[Records from a dataset]

[Start of Attachment]

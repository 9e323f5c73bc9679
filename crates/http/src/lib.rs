//! A minimal HTTP/1.0 server core.
//!
//! Accepts TCP connections, parses one request per connection, hands `GET` and `POST`
//! requests to an application [`handler::Handler`], writes back a status line, a couple of
//! headers and a raw body, and closes the connection.
//!
//! # Example
//!
//! ```no_run
//! use std::error::Error;
//! use std::sync::Arc;
//! use async_trait::async_trait;
//! use tokio::io::AsyncWrite;
//! use plain_http::connection::ResponseWriter;
//! use plain_http::handler::Handler;
//! use plain_http::protocol::RequestHead;
//! use plain_http::protocol::body::ReqBody;
//!
//! struct Hello;
//!
//! #[async_trait]
//! impl Handler for Hello {
//!     type Error = Box<dyn Error + Send + Sync>;
//!
//!     async fn handle_get<W>(&self, request: &RequestHead, response: &mut ResponseWriter<W>) -> Result<(), Self::Error>
//!     where
//!         W: AsyncWrite + Unpin + Send,
//!     {
//!         response.write_html_success()?;
//!         response.write_body(format!("<h1>hello {}</h1>", request.target())).await?;
//!         Ok(())
//!     }
//!
//!     async fn handle_post<W>(&self, _request: &RequestHead, body: ReqBody, response: &mut ResponseWriter<W>) -> Result<(), Self::Error>
//!     where
//!         W: AsyncWrite + Unpin + Send,
//!     {
//!         response.write_success("text/plain")?;
//!         response.write_body(body.as_bytes()).await?;
//!         Ok(())
//!     }
//! }
//!
//! #[tokio::main]
//! async fn main() {
//!     if let Err(e) = plain_http::server::start(8080, Arc::new(Hello)).await {
//!         eprintln!("{e}");
//!     }
//! }
//! ```
//!
//! # Architecture
//!
//! - [`server`]: the listener, one tokio task per accepted connection
//! - [`connection`]: the per-connection state machine and the response writer
//! - [`codec`]: request line, header and body decoding, response head encoding
//! - [`protocol`]: request/response types and errors
//! - [`handler`]: the two-callback application contract
//!
//! # Protocol
//!
//! - HTTP/1.0 only: no keep-alive, no chunked encoding, no pipelining
//! - No TLS
//! - Header names are case-sensitive and single-valued, the last occurrence wins
//! - Request bodies are read for `POST` only, bounded by `Content-Length` (at most 10MB)
//! - Every response carries `Connection: close`; the body is unframed
//!
//! # Error Handling
//!
//! - [`protocol::HttpError`]: Top-level per-connection error type
//! - [`protocol::ParseError`]: Request parsing errors
//! - [`protocol::SendError`]: Response writing errors
//! - [`protocol::ServerError`]: The listener could not bind

pub mod codec;
pub mod connection;
pub mod handler;
pub mod protocol;
pub mod server;

mod utils;
pub(crate) use utils::ensure;
//! Response head encoder.
//!
//! Serializes a [`ResponseHead`] into an HTTP/1.0 status line, its header lines and the
//! empty line that ends the head. Header names are written as given.

use std::io;
use std::io::Write;

use bytes::{BufMut, BytesMut};
use tokio_util::codec::Encoder;

use crate::protocol::{ResponseHead, SendError};

/// Initial buffer size allocated for header serialization
const INIT_HEADER_SIZE: usize = 256;

/// Encoder for HTTP response heads implementing the [`Encoder`] trait.
#[derive(Debug, Default)]
pub struct HeaderEncoder;

impl Encoder<ResponseHead> for HeaderEncoder {
    type Error = SendError;

    fn encode(&mut self, head: ResponseHead, dst: &mut BytesMut) -> Result<(), Self::Error> {
        dst.reserve(INIT_HEADER_SIZE);

        let status = head.status();
        write!(FastWrite(dst), "HTTP/1.0 {} {}\r\n", status.as_str(), status.canonical_reason().unwrap_or("Unknown"))?;

        for (name, value) in head.headers() {
            dst.put_slice(name.as_bytes());
            dst.put_slice(b": ");
            dst.put_slice(value.as_bytes());
            dst.put_slice(b"\r\n");
        }
        dst.put_slice(b"\r\n");
        Ok(())
    }
}

/// Adapter so `write!` can format straight into a [`BytesMut`].
struct FastWrite<'a>(&'a mut BytesMut);

impl Write for FastWrite<'_> {
    fn write(&mut self, buf: &[u8]) -> io::Result<usize> {
        self.0.put_slice(buf);
        Ok(buf.len())
    }

    fn flush(&mut self) -> io::Result<()> {
        Ok(())
    }
}
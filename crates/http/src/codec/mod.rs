//! HTTP codec module for encoding and decoding HTTP/1.0 messages
//!
//! - Request handling:
//!   - [`RequestDecoder`]: decodes the request head, then a `Content-Length` bounded body
//!   - [`LineDecoder`]: the line reader shared by the request line and the headers
//!   - Head parsing via the `header` module, payload decoding via the `body` module
//!
//! - Response handling:
//!   - [`ResponseEncoder`]: encodes the status line and headers once, then raw body bytes
//!
//! # Example
//!
//! ```no_run
//! use plain_http::codec::{RequestDecoder, ResponseEncoder};
//! use tokio_util::codec::{Decoder, Encoder};
//! use bytes::BytesMut;
//!
//! // Decode incoming request
//! let mut decoder = RequestDecoder::new();
//! let mut request_buffer = BytesMut::new();
//! let request = decoder.decode(&mut request_buffer);
//!
//! // Encode outgoing response
//! let mut encoder = ResponseEncoder::new();
//! let mut response_buffer = BytesMut::new();
//! // ... encode response ...
//! ```

mod body;
mod header;
mod line_decoder;
mod request_decoder;
mod response_encoder;

pub use body::LengthDecoder;
pub use header::{HeaderDecoder, HeaderEncoder, MAX_HEADER_BYTES, MAX_PAYLOAD_BYTES};
pub use line_decoder::LineDecoder;
pub use request_decoder::RequestDecoder;
pub use response_encoder::ResponseEncoder;
use crate::codec::header::HeaderEncoder;
use crate::ensure;
use crate::protocol::{Message, PayloadItem, ResponseHead, SendError};
use bytes::{Buf, BufMut, BytesMut};
use tokio_util::codec::Encoder;
use tracing::error;

/// Encodes one response: exactly one head, then any number of raw body chunks.
///
/// There is no length framing on the body; the connection is closed after the response.
/// A second head, or body bytes before the head, are refused without writing anything.
#[derive(Debug, Default)]
pub struct ResponseEncoder {
    header_encoder: HeaderEncoder,
    head_written: bool,
}

impl ResponseEncoder {
    pub fn new() -> Self {
        Default::default()
    }

    /// Returns true once the status line has been encoded.
    pub fn is_head_written(&self) -> bool {
        self.head_written
    }
}

impl<D: Buf> Encoder<Message<ResponseHead, D>> for ResponseEncoder {
    type Error = SendError;

    fn encode(&mut self, item: Message<ResponseHead, D>, dst: &mut BytesMut) -> Result<(), Self::Error> {
        match item {
            Message::Header(head) => {
                if self.head_written {
                    error!(status = %head.status(), "status line already written, refusing another response head");
                    return Err(SendError::invalid_state("status line already written"));
                }

                self.head_written = true;
                self.header_encoder.encode(head, dst)
            }

            Message::Payload(PayloadItem::Chunk(chunk)) => {
                ensure!(self.head_written, SendError::invalid_state("body bytes written before status line"));
                dst.put(chunk);
                Ok(())
            }

            Message::Payload(PayloadItem::Eof) => Ok(()),
        }
    }
}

[End of Attachment]

What the task requires: Give the data again in full, exactly.

Task output:
repository 9e323f5c73bc9679
filename crates/http/src/lib.rs
//! A minimal HTTP/1.0 server core.
//!
//! Accepts TCP connections, parses one request per connection, hands `GET` and `POST`
//! requests to an application [`handler::Handler`], writes back a status line, a couple of
//! headers and a raw body, and closes the connection.
//!
//! # Example
//!
//! ```no_run
//! use std::error::Error;
//! use std::sync::Arc;
//! use async_trait::async_trait;
//! use tokio::io::AsyncWrite;
//! use plain_http::connection::ResponseWriter;
//! use plain_http::handler::Handler;
//! use plain_http::protocol::RequestHead;
//! use plain_http::protocol::body::ReqBody;
//!
//! struct Hello;
//!
//! #[async_trait]
//! impl Handler for Hello {
//!     type Error = Box<dyn Error + Send + Sync>;
//!
//!     async fn handle_get<W>(&self, request: &RequestHead, response: &mut ResponseWriter<W>) -> Result<(), Self::Error>
//!     where
//!         W: AsyncWrite + Unpin + Send,
//!     {
//!         response.write_html_success()?;
//!         response.write_body(format!("<h1>hello {}</h1>", request.target())).await?;
//!         Ok(())
//!     }
//!
//!     async fn handle_post<W>(&self, _request: &RequestHead, body: ReqBody, response: &mut ResponseWriter<W>) -> Result<(), Self::Error>
//!     where
//!         W: AsyncWrite + Unpin + Send,
//!     {
//!         response.write_success("text/plain")?;
//!         response.write_body(body.as_bytes()).await?;
//!         Ok(())
//!     }
//! }
//!
//! #[tokio::main]
//! async fn main() {
//!     if let Err(e) = plain_http::server::start(8080, Arc::new(Hello)).await {
//!         eprintln!("{e}");
//!     }
//! }
//! ```
//!
//! # Architecture
//!
//! - [`server`]: the listener, one tokio task per accepted connection
//! - [`connection`]: the per-connection state machine and the response writer
//! - [`codec`]: request line, header and body decoding, response head encoding
//! - [`protocol`]: request/response types and errors
//! - [`handler`]: the two-callback application contract
//!
//! # Protocol
//!
//! - HTTP/1.0 only: no keep-alive, no chunked encoding, no pipelining
//! - No TLS
//! - Header names are case-sensitive and single-valued, the last occurrence wins
//! - Request bodies are read for `POST` only, bounded by `Content-Length` (at most 10MB)
//! - Every response carries `Connection: close`; the body is unframed
//!
//! # Error Handling
//!
//! - [`protocol::HttpError`]: Top-level per-connection error type
//! - [`protocol::ParseError`]: Request parsing errors
//! - [`protocol::SendError`]: Response writing errors
//! - [`protocol::ServerError`]: The listener could not bind

pub mod codec;
pub mod connection;
pub mod handler;
pub mod protocol;
pub mod server;

mod utils;
pub(crate) use utils::ensure;
//! Response head encoder.
//!
//! Serializes a [`ResponseHead`] into an HTTP/1.0 status line, its header lines and the
//! empty line that ends the head. Header names are written as given.

use std::io;
use std::io::Write;

use bytes::{BufMut, BytesMut};
use tokio_util::codec::Encoder;

use crate::protocol::{ResponseHead, SendError};

/// Initial buffer size allocated for header serialization
const INIT_HEADER_SIZE: usize = 256;

/// Encoder for HTTP response heads implementing the [`Encoder`] trait.
#[derive(Debug, Default)]
pub struct HeaderEncoder;

impl Encoder<ResponseHead> for HeaderEncoder {
    type Error = SendError;

    fn encode(&mut self, head: ResponseHead, dst: &mut BytesMut) -> Result<(), Self::Error> {
        dst.reserve(INIT_HEADER_SIZE);

        let status = head.status();
        write!(FastWrite(dst), "HTTP/1.0 {} {}\r\n", status.as_str(), status.canonical_reason().unwrap_or("Unknown"))?;

        for (name, value) in head.headers() {
            dst.put_slice(name.as_bytes());
            dst.put_slice(b": ");
            dst.put_slice(value.as_bytes());
            dst.put_slice(b"\r\n");
        }
        dst.put_slice(b"\r\n");
        Ok(())
    }
}

/// Adapter so `write!` can format straight into a [`BytesMut`].
struct FastWrite<'a>(&'a mut BytesMut);

impl Write for FastWrite<'_> {
    fn write(&mut self, buf: &[u8]) -> io::Result<usize> {
        self.0.put_slice(buf);
        Ok(buf.len())
    }

    fn flush(&mut self) -> io::Result<()> {
        Ok(())
    }
}
filename crates/http/src/codec/mod.rs
//! HTTP codec module for encoding and decoding HTTP/1.0 messages
//!
//! - Request handling:
//!   - [`RequestDecoder`]: decodes the request head, then a `Content-Length` bounded body
//!   - [`LineDecoder`]: the line reader shared by the request line and the headers
//!   - Head parsing via the `header` module, payload decoding via the `body` module
//!
//! - Response handling:
//!   - [`ResponseEncoder`]: encodes the status line and headers once, then raw body bytes
//!
//! # Example
//!
//! ```no_run
//! use plain_http::codec::{RequestDecoder, ResponseEncoder};
//! use tokio_util::codec::{Decoder, Encoder};
//! use bytes::BytesMut;
//!
//! // Decode incoming request
//! let mut decoder = RequestDecoder::new();
//! let mut request_buffer = BytesMut::new();
//! let request = decoder.decode(&mut request_buffer);
//!
//! // Encode outgoing response
//! let mut encoder = ResponseEncoder::new();
//! let mut response_buffer = BytesMut::new();
//! // ... encode response ...
//! ```

mod body;
mod header;
mod line_decoder;
mod request_decoder;
mod response_encoder;

pub use body::LengthDecoder;
pub use header::{HeaderDecoder, HeaderEncoder, MAX_HEADER_BYTES, MAX_PAYLOAD_BYTES};
pub use line_decoder::LineDecoder;
pub use request_decoder::RequestDecoder;
pub use response_encoder::ResponseEncoder;
use crate::codec::header::HeaderEncoder;
use crate::ensure;
use crate::protocol::{Message, PayloadItem, ResponseHead, SendError};
use bytes::{Buf, BufMut, BytesMut};
use tokio_util::codec::Encoder;
use tracing::error;

/// Encodes one response: exactly one head, then any number of raw body chunks.
///
/// There is no length framing on the body; the connection is closed after the response.
/// A second head, or body bytes before the head, are refused without writing anything.
#[derive(Debug, Default)]
pub struct ResponseEncoder {
    header_encoder: HeaderEncoder,
    head_written: bool,
}

impl ResponseEncoder {
    pub fn new() -> Self {
        Default::default()
    }

    /// Returns true once the status line has been encoded.
    pub fn is_head_written(&self) -> bool {
        self.head_written
    }
}

impl<D: Buf> Encoder<Message<ResponseHead, D>> for ResponseEncoder {
    type Error = SendError;

    fn encode(&mut self, item: Message<ResponseHead, D>, dst: &mut BytesMut) -> Result<(), Self::Error> {
        match item {
            Message::Header(head) => {
                if self.head_written {
                    error!(status = %head.status(), "status line already written, refusing another response head");
                    return Err(SendError::invalid_state("status line already written"));
                }

                self.head_written = true;
                self.header_encoder.encode(head, dst)
            }

            Message::Payload(PayloadItem::Chunk(chunk)) => {
                ensure!(self.head_written, SendError::invalid_state("body bytes written before status line"));
                dst.put(chunk);
                Ok(())
            }

            Message::Payload(PayloadItem::Eof) => Ok(()),
        }
    }
}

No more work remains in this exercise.